*** Block opens ***
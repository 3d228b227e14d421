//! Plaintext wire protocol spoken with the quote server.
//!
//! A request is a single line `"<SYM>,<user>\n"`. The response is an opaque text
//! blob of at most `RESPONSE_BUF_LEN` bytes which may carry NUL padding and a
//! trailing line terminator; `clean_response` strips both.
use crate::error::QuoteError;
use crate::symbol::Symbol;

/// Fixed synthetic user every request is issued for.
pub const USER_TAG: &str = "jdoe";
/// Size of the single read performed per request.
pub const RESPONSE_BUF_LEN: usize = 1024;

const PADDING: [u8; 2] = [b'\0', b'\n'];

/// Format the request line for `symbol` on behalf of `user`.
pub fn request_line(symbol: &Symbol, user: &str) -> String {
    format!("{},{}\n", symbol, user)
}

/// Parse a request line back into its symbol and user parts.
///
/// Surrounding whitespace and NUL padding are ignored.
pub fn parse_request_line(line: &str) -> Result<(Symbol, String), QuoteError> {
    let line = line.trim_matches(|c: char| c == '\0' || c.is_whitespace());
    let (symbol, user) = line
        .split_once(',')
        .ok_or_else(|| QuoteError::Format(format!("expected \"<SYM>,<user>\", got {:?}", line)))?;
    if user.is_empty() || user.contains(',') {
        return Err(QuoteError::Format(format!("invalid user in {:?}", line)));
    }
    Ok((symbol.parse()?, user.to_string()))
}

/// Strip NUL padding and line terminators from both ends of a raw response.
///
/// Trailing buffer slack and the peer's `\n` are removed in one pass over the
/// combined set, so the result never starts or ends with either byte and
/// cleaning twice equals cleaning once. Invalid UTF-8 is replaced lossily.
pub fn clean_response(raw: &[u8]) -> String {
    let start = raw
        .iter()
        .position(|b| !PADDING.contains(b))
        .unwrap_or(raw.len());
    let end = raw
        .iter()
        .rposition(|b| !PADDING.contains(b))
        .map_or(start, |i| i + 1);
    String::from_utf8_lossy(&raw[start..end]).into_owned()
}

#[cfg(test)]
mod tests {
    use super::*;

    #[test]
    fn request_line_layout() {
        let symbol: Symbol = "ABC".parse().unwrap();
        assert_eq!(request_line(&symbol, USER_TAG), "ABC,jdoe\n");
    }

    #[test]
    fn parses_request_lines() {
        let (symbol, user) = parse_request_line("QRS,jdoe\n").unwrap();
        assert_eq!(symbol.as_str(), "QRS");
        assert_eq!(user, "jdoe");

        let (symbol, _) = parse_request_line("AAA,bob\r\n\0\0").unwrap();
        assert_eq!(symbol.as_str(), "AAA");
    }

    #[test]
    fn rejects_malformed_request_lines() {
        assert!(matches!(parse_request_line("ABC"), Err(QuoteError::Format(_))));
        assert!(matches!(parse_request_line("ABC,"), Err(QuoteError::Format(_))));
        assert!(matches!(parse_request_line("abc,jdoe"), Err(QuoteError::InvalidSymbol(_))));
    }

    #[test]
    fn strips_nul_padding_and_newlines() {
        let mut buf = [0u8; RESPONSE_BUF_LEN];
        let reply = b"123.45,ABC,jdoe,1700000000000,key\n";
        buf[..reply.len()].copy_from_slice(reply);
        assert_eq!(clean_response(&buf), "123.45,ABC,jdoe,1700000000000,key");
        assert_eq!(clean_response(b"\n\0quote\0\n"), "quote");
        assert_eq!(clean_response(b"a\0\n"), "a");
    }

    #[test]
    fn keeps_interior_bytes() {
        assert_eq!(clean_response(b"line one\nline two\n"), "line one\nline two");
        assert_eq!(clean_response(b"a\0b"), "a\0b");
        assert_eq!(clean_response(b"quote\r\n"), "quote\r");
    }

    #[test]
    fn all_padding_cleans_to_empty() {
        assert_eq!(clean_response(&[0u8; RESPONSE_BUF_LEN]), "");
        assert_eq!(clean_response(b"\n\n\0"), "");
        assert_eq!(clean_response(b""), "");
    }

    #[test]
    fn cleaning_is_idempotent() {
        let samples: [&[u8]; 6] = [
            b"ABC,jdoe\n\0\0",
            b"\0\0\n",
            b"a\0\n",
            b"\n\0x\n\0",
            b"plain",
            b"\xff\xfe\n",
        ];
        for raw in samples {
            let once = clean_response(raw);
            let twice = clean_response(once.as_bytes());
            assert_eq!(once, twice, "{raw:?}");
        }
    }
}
*** Block closes ***
• _WHAT IS REQUIRED_
From the first line of the data above to the line holding "padding and a", reproduce each line exactly; emit no other lines.

• _RESULT BELOW_
repository 3d228b227e14d421
//! Plaintext wire protocol spoken with the quote server.
//!
//! A request is a single line `"<SYM>,<user>\n"`. The response is an opaque text
//! blob of at most `RESPONSE_BUF_LEN` bytes which may carry NUL padding and a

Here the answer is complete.